» WHAT THE EXERCISE ASKS:
Set down exactly, from the records below, the line with "pub struct RenderedLayer" through the line with "use std::path::PathBuf;", and nothing else.

» DATA TO EXAMINE:
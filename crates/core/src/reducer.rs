//! Temporal reducers
//!
//! A reducer collapses an image collection's time dimension into one
//! composite raster, one output pixel per input pixel column.

use serde::{Deserialize, Serialize};

/// Per-pixel aggregation across a collection.
#[derive(Debug, Clone, Copy, PartialEq, Eq, Serialize, Deserialize)]
#[serde(rename_all = "snake_case")]
pub enum Reducer {
    Max,
    Min,
    Mean,
    Median,
    Count,
}

impl Reducer {
    pub fn name(&self) -> &'static str {
        match self {
            Self::Max => "max",
            Self::Min => "min",
            Self::Mean => "mean",
            Self::Median => "median",
            Self::Count => "count",
        }
    }
}
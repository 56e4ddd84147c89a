//! Backend response models.
//!
//! Lightweight serde types for what terminal actions return: sampled
//! tables, selected-scene metadata, and rendered-map handles.

use std::collections::BTreeMap;

use chrono::NaiveDate;
use serde::{Deserialize, Serialize};

/// One sampled pixel: column name to value, null when the pixel had no
/// data in that band.
pub type Row = BTreeMap<String, Option<f64>>;

/// A materialized table of sampled pixels.
#[derive(Debug, Clone, Default, PartialEq, Serialize, Deserialize)]
pub struct Table {
    pub rows: Vec<Row>,
}

impl Table {
    pub fn new(rows: Vec<Row>) -> Self {
        Self { rows }
    }

    pub fn len(&self) -> usize {
        self.rows.len()
    }

    pub fn is_empty(&self) -> bool {
        self.rows.is_empty()
    }

    /// All values of one column, null where absent.
    pub fn column(&self, name: &str) -> Vec<Option<f64>> {
        self.rows
            .iter()
            .map(|row| row.get(name).copied().flatten())
            .collect()
    }

    /// Whether any row has a null (or missing) value in `name`.
    pub fn has_nulls_in(&self, name: &str) -> bool {
        self.rows
            .iter()
            .any(|row| row.get(name).copied().flatten().is_none())
    }
}

/// Metadata of a scene selected from a collection.
#[derive(Debug, Clone, PartialEq, Serialize, Deserialize)]
pub struct SceneMetadata {
    pub id: String,
    #[serde(skip_serializing_if = "Option::is_none")]
    pub cloud_cover: Option<f64>,
    #[serde(skip_serializing_if = "Option::is_none")]
    pub date: Option<NaiveDate>,
}

/// One rendered overlay: the service returns a tile/image URL per layer.
#[derive(Debug, Clone, PartialEq, Serialize, Deserialize)]
pub struct RenderedLayer {
    pub name: String,
    pub url: String,
}

/// The result of rendering a map document.
#[derive(Debug, Clone, Default, PartialEq, Serialize, Deserialize)]
pub struct RenderedMap {
    pub layers: Vec<RenderedLayer>,
}

impl RenderedMap {
    /// Find a rendered layer by name.
    pub fn layer(&self, name: &str) -> Option<&RenderedLayer> {
        self.layers.iter().find(|l| l.name == name)
    }
}
//! The worker: register with the coordinator, poll for jobs, run them,
//! report back, and serve the resulting shards to peers until told to
//! shut down.

use std::path::PathBuf;
use std::time::Duration;

use tokio::net::TcpListener;
use tokio::sync::mpsc;
use tokio::time;
use tracing::{debug, error, info};

use crate::error::{Error, Result};
use crate::pb::{job, JobDone, JobRequest, Phase, PingRequest};
use crate::rpc::{self, Actor, Node};
use crate::serve::serve_node;
use crate::{Workload, REQUEST_INTERVAL_MS};

/// Worker parameters, straight off the CLI.
#[derive(Debug, Clone)]
pub struct Config {
    /// Port to listen on; 0 picks a free one.
    pub port: u16,
    /// Address of the coordinator.
    pub master_addr: String,
    /// Directory for downloaded and produced shards.
    pub tempdir: PathBuf,
}

/// A worker bound to its port but not yet polling.
pub struct Worker {
    cfg: Config,
    listener: TcpListener,
    host: String,
}

impl Worker {
    pub async fn bind(cfg: Config) -> Result<Self> {
        let listener = TcpListener::bind(("localhost", cfg.port)).await?;
        let host = format!("localhost:{}", listener.local_addr()?.port());
        Ok(Self {
            cfg,
            listener,
            host,
        })
    }

    /// The address this worker advertises to the coordinator, and on
    /// which it serves its shards.
    pub fn host(&self) -> &str {
        &self.host
    }

    /// Register, then poll for jobs until the coordinator runs out.
    pub async fn run(self, workload: Workload) -> Result<()> {
        let tempdir = self.cfg.tempdir;
        let host = self.host;
        tokio::fs::create_dir_all(&tempdir).await?;

        // Serve our shards (and our own RPC endpoint) to peers.
        let (done_tx, mut done_rx) = mpsc::unbounded_channel();
        let actor = Actor::spawn(Node::idle(done_tx));
        let serve_dir = tempdir.clone();
        tokio::spawn(async move {
            if let Err(e) = serve_node(self.listener, serve_dir, actor).await {
                error!("node endpoint failed: {e}");
            }
        });

        let mut master = rpc::connect(&self.cfg.master_addr).await?;
        let reply = master
            .ping(PingRequest { addr: host.clone() })
            .await?
            .into_inner();
        if reply.wait {
            info!("waiting for coordinator to start the job");
            done_rx.recv().await;
        }

        let mut ticker = time::interval(Duration::from_millis(REQUEST_INTERVAL_MS));
        let mut last_phase = Phase::Wait;
        loop {
            ticker.tick().await;

            let job = match master.request_job(JobRequest { addr: host.clone() }).await {
                Ok(reply) => reply.into_inner(),
                // Once the reduce phase has drained the coordinator may
                // exit between our polls; that is a normal shutdown.
                Err(status) if last_phase >= Phase::ReduceDone => {
                    debug!("coordinator gone after {:?}: {}", last_phase, status);
                    break;
                }
                Err(status) => return Err(status.into()),
            };

            let phase = job.phase();
            if job.wait {
                // Log why we are parked, but only on a phase change.
                if phase != last_phase {
                    match phase {
                        Phase::MapDone => info!("waiting for map tasks to finish"),
                        Phase::ReduceDone => info!("waiting for reduce tasks to finish"),
                        Phase::Merge => info!("waiting for the final merge"),
                        _ => {}
                    }
                }
                if phase == Phase::Finish {
                    break;
                }
            } else {
                let number = match (phase, job.task) {
                    (Phase::Map, Some(job::Task::MapTask(task))) => {
                        info!("received map task {}", task.n);
                        task.process(&tempdir, &workload).await?;
                        task.n
                    }
                    (Phase::Reduce, Some(job::Task::ReduceTask(task))) => {
                        info!("received reduce task {}", task.n);
                        task.process(&tempdir, &workload).await?;
                        task.n
                    }
                    (phase, task) => {
                        return Err(Error::Protocol(format!(
                            "job envelope does not match phase {phase:?}: {task:?}"
                        )))
                    }
                };
                master
                    .finish_job(JobDone {
                        number,
                        addr: host.clone(),
                    })
                    .await?;
            }
            last_phase = phase;
        }

        // Keep serving shards until the coordinator has merged them.
        info!("waiting for coordinator to finish");
        done_rx.recv().await;

        tokio::fs::remove_dir_all(&tempdir).await?;
        info!("worker shutting down");
        Ok(())
    }
}
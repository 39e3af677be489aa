//! Fetching shards from peers and merging them into one store.

use std::path::Path;

use tokio::task;
use tracing::debug;

use crate::error::{Error, Result};
use crate::store::PairStore;

/// Download `url` into `dest`, replacing any existing file.
pub async fn download(url: &str, dest: &Path) -> Result<()> {
    let fetch_err = |reason: String| Error::Fetch {
        url: url.to_string(),
        reason,
    };

    let response = reqwest::get(url)
        .await
        .map_err(|e| fetch_err(e.to_string()))?
        .error_for_status()
        .map_err(|e| fetch_err(e.to_string()))?;

    let want = response.content_length();
    let body = response
        .bytes()
        .await
        .map_err(|e| fetch_err(e.to_string()))?;
    if let Some(want) = want {
        if body.len() as u64 != want {
            return Err(fetch_err(format!(
                "short body: got {} of {} bytes",
                body.len(),
                want
            )));
        }
    }

    tokio::fs::write(dest, &body).await?;
    debug!("downloaded {} ({} bytes)", url, body.len());
    Ok(())
}

/// Fetch every URL in order and concatenate the rows into a store at
/// `dest`, using `scratch` as the temporary download path. The
/// destination is created (truncating any existing file) before the
/// first fetch; on failure the partial destination is left on disk
/// for inspection, but the caller treats the job as aborted.
pub async fn merge_stores(urls: &[String], dest: &Path, scratch: &Path) -> Result<PairStore> {
    let dest_path = dest.to_path_buf();
    let mut out = task::spawn_blocking(move || PairStore::create(&dest_path)).await??;

    for url in urls {
        download(url, scratch).await?;

        let scratch_path = scratch.to_path_buf();
        out = task::spawn_blocking(move || -> Result<PairStore> {
            let part = PairStore::open(&scratch_path)?;
            out.bulk_append(&part)?;
            Ok(out)
        })
        .await?
        .map_err(|e| Error::Merge {
            url: url.clone(),
            dest: dest.to_path_buf(),
            source: Box::new(e),
        })?;

        tokio::fs::remove_file(scratch).await?;
    }

    Ok(out)
}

» WRITTEN SOLUTION:
pub struct RenderedLayer {
    pub name: String,
    pub url: String,
}

/// The result of rendering a map document.
#[derive(Debug, Clone, Default, PartialEq, Serialize, Deserialize)]
pub struct RenderedMap {
    pub layers: Vec<RenderedLayer>,
}

impl RenderedMap {
    /// Find a rendered layer by name.
    pub fn layer(&self, name: &str) -> Option<&RenderedLayer> {
        self.layers.iter().find(|l| l.name == name)
    }
}
//! The worker: register with the coordinator, poll for jobs, run them,
//! report back, and serve the resulting shards to peers until told to
//! shut down.

use std::path::PathBuf;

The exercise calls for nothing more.